Abstract
This serial cross-sectional study examines online crowdsourced fundraising for US health care costs from 2010 to 2018 and evaluates whether there are trends by medical condition and geographic distribution.
Introduction
Online fundraising platforms have emerged as means to raise money for charity. Patients can also access these platforms to receive charitable contributions to support their health care costs. We sought to evaluate the use of a popular fundraising platform to cover health care–related costs, the medical conditions involved with these fundraisers, and their geographic distribution in the US.
Methods
This serial cross-sectional study was exempted from review by the University of Missouri Kansas City institutional review board because it did not contain patient data. Participant consent was waived because all data were publicly available.
We extracted data from the GoFundMe website, from its inception in May 2010 through December 2018. A looping web scraper tool was created1 to extract the following data: text body of the fundraiser, self-tagged category, geotagged location, date of creation, target amount sought (in US dollars), and total amount raised (in US dollars). We ran the program in April 2019. Fundraisers self-tagged as medical were included.
We classified fundraisers by key conditions that pose high morbidity in the US: cancer, cardiovascular conditions, neurological conditions, and trauma or injury.2 For classification, clinical descriptors from the main text body of these fundraising campaigns were extracted using a pretrained machine learning model,3 and campaigns were then categorized into disease categories using a natural language processing algorithm through biomedical word vectors.4 A manual abstraction of 1000 randomly selected fundraisers found a 90.1% classification accuracy. Geographic tags were used to assess state-level distribution, standardized to 2010 US Census data. Finally, using linear regression, we compared the state-level prevalence of online fundraisers with the Charitable Giving Index to assess how charity patterns correlate with online fundraisers.5 Two-tailed P < .05 was considered statistically significant. Data analyses were performed using Python software version 3.6 (Python Software Foundation) and R statistical software version 3.6.0 (R Project for Statistical Computing) from July 2019 to February 2020 (eMethods in the Supplement).
Results
Of the 1 056 455 fundraisers on the online platform in the US between May 2010 and December 2018, 281 881 (26.7%) were created to cover health care–related costs, collectively seeking $10 285 738 233. As of April 2019, $3 663 935 620 had been raised. There was a large increase in the use of medical fundraisers over time; from 42 fundraisers in 2010 to 119 373 in 2018 (a mean increase of 14 916 fundraisers per year) (Figure 1A). In 2010, $717 125 was sought, which increased to $4 663 513 572 in 2018 (mean increase of $582 849 556 per year).

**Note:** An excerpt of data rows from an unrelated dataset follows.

//! Procedural level recipes
//!
//! Every level is generated from fixed parameters, so the same [`LevelId`]
//! always yields bit-identical geometry. Hazard and platform placement doubles
//! as the difficulty curve, which is why nothing here is randomized.
//!
//! # Levels
//!
//! - [`LevelId::Classic`] - staged course along +Z: jumps, kill-part maze, moving
//!   platforms, jump pad, speed strip, spinners, victory pad
//! - [`LevelId::SpiralTower`] - fifty platforms winding around a central axis
//! - [`LevelId::SteppedTower`] - twenty stacked, shrinking floors
//! - [`LevelId::ShapeGauntlet`] - one platform of every footprint shape
//!
//! All levels share the spawn pad at the origin and the spawn point above it.

use std::f32::consts::TAU;

use serde::{Deserialize, Serialize};

use crate::physics::shapes::Shape;
use crate::physics::tuning::DEFAULT_HALF_HEIGHT;
use crate::physics::types::Vec3;

use super::catalog::{CatalogError, ObstacleCatalog};
use super::obstacle::{Obstacle, ObstacleKind};

/// Where the body starts: standing on the spawn pad.
pub const SPAWN_POINT: Vec3 = Vec3::new(0.0, 1.25, 0.0);

/// Half-extents of the shared spawn pad centered at the origin.
pub const SPAWN_PAD_HALF_EXTENTS: [f32; 3] = [6.0, 0.25, 6.0];

/// Oscillation amplitude of moving platforms.
pub const MOVING_PLATFORM_AMPLITUDE: f32 = 4.0;
/// Angular frequency of moving platforms (rad/s).
pub const MOVING_PLATFORM_FREQUENCY: f32 = 0.8;
/// Spinner angular speeds, slowest first (rad/s).
pub const SPINNER_SPEEDS: [f32; 3] = [1.2, 1.8, 2.4];

/// Center height of the Classic maze's safe stones. Kill parts sit at 9.3.
const SAFE_STONE_HEIGHT: f32 = 10.6;

// Spiral tower parameters
const SPIRAL_LEVELS: usize = 50;
const SPIRAL_PER_TURN: f32 = 12.0;
const SPIRAL_BASE_RADIUS: f32 = 8.0;
const SPIRAL_BASE_HEIGHT: f32 = 1.5;
const SPIRAL_RISE: f32 = 0.8;

// Stepped tower parameters
const STEPPED_FLOORS: usize = 20;
const STEPPED_SPACING: f32 = 4.0;

/// Identifier of a built-in level recipe.
#[derive(Debug, Clone, Copy, PartialEq, Eq, Hash, Default, Serialize, Deserialize)]
#[serde(rename_all = "snake_case")]
pub enum LevelId {
    #[default]
    Classic,
    SpiralTower,
    SteppedTower,
    ShapeGauntlet,
}

impl LevelId {
    pub const ALL: [LevelId; 4] = [
        LevelId::Classic,
        LevelId::SpiralTower,
        LevelId::SteppedTower,
        LevelId::ShapeGauntlet,
    ];

    pub fn name(self) -> &'static str {
        match self {
            LevelId::Classic => "classic",
            LevelId::SpiralTower => "spiral_tower",
            LevelId::SteppedTower => "stepped_tower",
            LevelId::ShapeGauntlet => "shape_gauntlet",
        }
    }

    /// Parse a level name (`classic`, `spiral`, `spiral-tower`, ...).
    pub fn from_name(name: &str) -> Option<Self> {
        match name.trim().to_ascii_lowercase().replace('-', "_").as_str() {
            "classic" => Some(LevelId::Classic),
            "spiral" | "spiral_tower" => Some(LevelId::SpiralTower),
            "stepped" | "stepped_tower" => Some(LevelId::SteppedTower),
            "gauntlet" | "shape_gauntlet" => Some(LevelId::ShapeGauntlet),
            _ => None,
        }
    }

    /// The obstacle list of this level, spawn pad first.
    pub fn obstacles(self) -> Vec<Obstacle> {
        let mut obstacles = vec![spawn_pad()];
        match self {
            LevelId::Classic => classic(&mut obstacles),
            LevelId::SpiralTower => spiral_tower(&mut obstacles),
            LevelId::SteppedTower => stepped_tower(&mut obstacles),
            LevelId::ShapeGauntlet => shape_gauntlet(&mut obstacles),
        }
        obstacles
    }

    /// Build and validate the catalog for this level.
    pub fn build(self) -> Result<ObstacleCatalog, CatalogError> {
        ObstacleCatalog::new(self.obstacles(), SPAWN_POINT)
    }
}

fn spawn_pad() -> Obstacle {
    Obstacle::platform(
        Vec3::ZERO,
        Shape::Box {
            half_extents: SPAWN_PAD_HALF_EXTENTS,
        },
    )
}

fn checkpoint(center: Vec3) -> Obstacle {
    Obstacle::new(ObstacleKind::Checkpoint, Shape::cuboid(2.0, 4.0, 0.5), center)
}

/// Checkpoint plus a landing pad whose top sits exactly under a body respawned there.
fn checkpoint_station(out: &mut Vec<Obstacle>, center: Vec3) {
    out.push(checkpoint(center));
    let pad_center = center - Vec3::new(0.0, DEFAULT_HALF_HEIGHT + 0.25, 0.0);
    out.push(Obstacle::platform(pad_center, Shape::cuboid(4.0, 0.5, 4.0)));
}

fn classic(out: &mut Vec<Obstacle>) {
    // Stage 0: simple jumps
    checkpoint_station(out, Vec3::new(0.0, 1.0, 8.0));
    out.push(Obstacle::platform(Vec3::new(0.0, 2.0, 12.0), Shape::cuboid(3.0, 0.5, 3.0)));
    out.push(Obstacle::platform(Vec3::new(4.0, 3.0, 16.0), Shape::cuboid(2.0, 0.5, 2.0)));
    out.push(Obstacle::platform(Vec3::new(-4.0, 4.0, 20.0), Shape::cuboid(2.0, 0.5, 2.0)));

    // Stage 1: alternating parkour
    for i in 0..6 {
        let x = if i % 2 == 0 { -3.0 } else { 3.0 };
        let center = Vec3::new(x, 5.0 + i as f32 * 0.5, 24.0 + i as f32 * 4.0);
        out.push(Obstacle::platform(center, Shape::cuboid(2.0, 0.5, 2.0)));
    }

    // Stage 2: kill-part maze. The safe stones ride above the kill parts,
    // high enough that a body standing on one is out of trigger reach.
    checkpoint_station(out, Vec3::new(0.0, 8.0, 48.0));
    out.push(Obstacle::platform(Vec3::new(0.0, 9.0, 52.0), Shape::cuboid(4.0, 0.5, 4.0)));
    for i in 0..8 {
        let x = -6.0 + i as f32 * 1.5;
        out.push(Obstacle::new(
            ObstacleKind::KillZone,
            Shape::cuboid(1.0, 0.6, 1.0),
            Vec3::new(x, 9.3, 56.0),
        ));
        out.push(Obstacle::platform(Vec3::new(x, 9.0, 58.0), Shape::cuboid(1.0, 0.5, 1.0)));
        if i % 2 == 1 {
            out.push(Obstacle::platform(Vec3::new(x - 0.7, SAFE_STONE_HEIGHT, 57.0), Shape::cuboid(0.8, 0.5, 0.8)));
        }
    }

    // Stage 3: horizontally oscillating platforms
    checkpoint_station(out, Vec3::new(0.0, 10.0, 64.0));
    for i in 0..5 {
        let f = i as f32;
        out.push(Obstacle::moving_platform(
            Vec3::new(-8.0 + f * 4.0, 12.0 + f, 68.0 + f * 4.0),
            Shape::cuboid(2.0, 0.5, 2.0),
            Vec3::X,
            MOVING_PLATFORM_AMPLITUDE,
            MOVING_PLATFORM_FREQUENCY,
        ));
    }

    // Stage 4: jump pad and speed strip
    checkpoint_station(out, Vec3::new(0.0, 18.0, 88.0));
    out.push(Obstacle::new(
        ObstacleKind::JumpPad,
        Shape::cuboid(2.0, 0.5, 2.0),
        Vec3::new(0.0, 19.0, 92.0),
    ));
    out.push(Obstacle::platform(Vec3::new(0.0, 25.0, 96.0), Shape::cuboid(3.0, 0.5, 3.0)));
    for i in 0..4 {
        let z = 100.0 + i as f32 * 3.0;
        out.push(Obstacle::new(
            ObstacleKind::SpeedPad,
            Shape::cuboid(2.0, 0.5, 2.0),
            Vec3::new(0.0, 26.0, z),
        ));
        if i < 3 {
            out.push(Obstacle::platform(Vec3::new(0.0, 27.0, z + 1.5), Shape::cuboid(1.5, 0.5, 1.5)));
        }
    }

    // Stage 5: spinners with rest platforms
    checkpoint_station(out, Vec3::new(0.0, 28.0, 116.0));
    for (i, speed) in SPINNER_SPEEDS.iter().enumerate() {
        let f = i as f32;
        out.push(Obstacle::spinner(
            Vec3::new(0.0, 30.0 + f * 3.0, 120.0 + f * 6.0),
            Shape::cuboid(8.0, 0.5, 1.0),
            *speed,
        ));
        out.push(Obstacle::platform(
            Vec3::new(0.0, 30.0 + f * 3.0, 124.0 + f * 6.0),
            Shape::cuboid(2.0, 0.5, 2.0),
        ));
    }

    // Finale
    checkpoint_station(out, Vec3::new(0.0, 36.0, 136.0));
    out.push(Obstacle::new(
        ObstacleKind::VictoryPad,
        Shape::cuboid(6.0, 1.0, 6.0),
        Vec3::new(0.0, 40.0, 140.0),
    ));
}

fn spiral_point(level: usize, radius: f32) -> (f32, f32) {
    let angle = level as f32 / SPIRAL_PER_TURN * TAU;
    (angle.cos() * radius, angle.sin() * radius)
}

fn spiral_height(level: usize) -> f32 {
    SPIRAL_BASE_HEIGHT + level as f32 * SPIRAL_RISE
}

fn spiral_size(height: f32) -> f32 {
    if height < 10.0 {
        3.0
    } else if height < 20.0 {
        2.5
    } else if height < 30.0 {
        2.0
    } else {
        1.8
    }
}

fn spiral_tower(out: &mut Vec<Obstacle>) {
    for level in 0..SPIRAL_LEVELS {
        let radius = SPIRAL_BASE_RADIUS + (level as f32 * 0.2).sin();
        let (x, z) = spiral_point(level, radius);
        let height = spiral_height(level);
        let size = spiral_size(height);
        out.push(Obstacle::platform(Vec3::new(x, height, z), Shape::cuboid(size, 0.5, size)));

        // Bridges between level pairs, measured at the current radius.
        if level % 4 == 1 {
            let (px, pz) = spiral_point(level - 1, radius);
            let bridge = Vec3::new((x + px) * 0.5, (height + spiral_height(level - 1)) * 0.5, (z + pz) * 0.5);
            out.push(Obstacle::platform(bridge, Shape::cuboid(1.5, 0.5, 1.5)));
        }

        if level > 0 && level % 10 == 0 {
            out.push(checkpoint(Vec3::new(x, height + 0.25 + DEFAULT_HALF_HEIGHT, z)));
        }
    }

    let radius = SPIRAL_BASE_RADIUS + (SPIRAL_LEVELS as f32 * 0.2).sin();
    let (x, z) = spiral_point(SPIRAL_LEVELS, radius);
    out.push(Obstacle::new(
        ObstacleKind::VictoryPad,
        Shape::cuboid(4.0, 1.0, 4.0),
        Vec3::new(x, spiral_height(SPIRAL_LEVELS), z),
    ));
}

fn stepped_tower(out: &mut Vec<Obstacle>) {
    for floor in 0..STEPPED_FLOORS {
        let y = floor as f32 * STEPPED_SPACING;
        let size = 6.0 - floor as f32 * 0.1;
        out.push(Obstacle::platform(Vec3::new(0.0, y, 0.0), Shape::cuboid(size, 0.2, size)));
        if floor > 0 && floor % 5 == 0 {
            out.push(checkpoint(Vec3::new(0.0, y + 0.1 + DEFAULT_HALF_HEIGHT, 0.0)));
        }
    }
    out.push(Obstacle::new(
        ObstacleKind::VictoryPad,
        Shape::cuboid(4.0, 1.0, 4.0),
        Vec3::new(0.0, STEPPED_FLOORS as f32 * STEPPED_SPACING, 0.0),
    ));
}

fn shape_gauntlet(out: &mut Vec<Obstacle>) {
    let hh = 0.25;
    let shapes = [
        Shape::Cross {
            long_half_length: 2.5,
            short_half_length: 1.5,
            arm_half_width: 0.6,
            half_height: hh,
        },
        Shape::LShape {
            half_size: 2.0,
            arm_width: 1.2,
            half_height: hh,
        },
        Shape::TShape {
            half_size: 2.0,
            arm_width: 1.2,
            half_height: hh,
        },
        Shape::Diamond {
            half_diagonal: 2.2,
            half_height: hh,
        },
        Shape::Star {
            half_size: 1.4,
            half_height: hh,
        },
        Shape::Hexagon {
            circumradius: 2.0,
            half_height: hh,
        },
        Shape::Triangle {
            circumradius: 2.4,
            half_height: hh,
        },
        Shape::Cylinder {
            radius: 1.5,
            half_height: 1.0,
        },
        Shape::Sphere { radius: 1.5 },
    ];

    let mut top = SPAWN_PAD_HALF_EXTENTS[1];
    let mut z = SPAWN_PAD_HALF_EXTENTS[2];
    for (i, shape) in shapes.iter().enumerate() {
        top += 1.25;
        z += 4.5;
        let center = Vec3::new(0.0, top - shape.half_height(), z);
        out.push(Obstacle::platform(center, *shape));

        // Checkpoint on the diamond, kill strip alongside the star.
        match shape {
            Shape::Diamond { .. } => out.push(checkpoint(Vec3::new(0.0, top + DEFAULT_HALF_HEIGHT, z))),
            Shape::Star { .. } => out.push(Obstacle::new(
                ObstacleKind::KillZone,
                Shape::cuboid(1.0, 0.4, 6.0),
                Vec3::new(if i % 2 == 0 { 3.0 } else { -3.0 }, top + 0.2, z),
            )),
            _ => {}
        }
    }

    z += 5.0;
    top += 1.25;
    out.push(Obstacle::new(
        ObstacleKind::VictoryPad,
        Shape::cuboid(4.0, 1.0, 4.0),
        Vec3::new(0.0, top - 0.5, z),
    ));
}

A total of 98 352 fundraisers (34.9%) were for cancer, 53 861 (19.1%) for trauma/injury, 48 963 (17.4%) for neurological conditions, and 10 143 (3.6%) for cardiovascular conditions. The number of online medical fundraisers increased for all 4 conditions over the study period (Figure 1B). For cancer, $4 481 980 170 was sought ($45 571 per fundraiser). For trauma/injury, $1 609 046 833 was sought ($29 874 per fundraiser). Neurological and cardiovascular conditions sought a total of $1 212 452 440 and $287 113 426 ($24 763 and $28 307 per fundraiser, respectively).
Maine had the highest prevalence of online medical fundraisers (139.4 fundraisers per 100 000 population), followed by Alaska (137.2 fundraisers per 100 000 population) (Figure 2). Mississippi had the lowest prevalence of online medical fundraisers (54.6 fundraisers per 100 000 population). The states with higher Charitable Giving Index had a higher prevalence of online fundraisers (β = 0.072; P = .03; β=0.072).
Discussion
From May 2010 through December 2018, more than $10 billion was sought through online medical fundraisers in the US, with more than $3 billion raised. Cancer represented the most common medical condition for which funding was sought, followed by trauma/injury.
Cancer therapy is expensive, and out-of-pocket costs for newly diagnosed patients with cancer frequently represent 23% to 63% of their household income.6 Our study suggests that many patients are using online fundraisers to cope with the high financial burden due to cancer.
This study had some limitations. Although our study does not contain patient-specific clinical data and included only 1 fundraising platform, thereby representing the lower bound on the true use of such mechanisms, it highlights a unique aspect of financial toxicity of health care.
Online fundraising to cover health care–related expenditures has grown substantially over the past years. These results highlight how many people are relying on the charity of others for raising money to cover health care costs.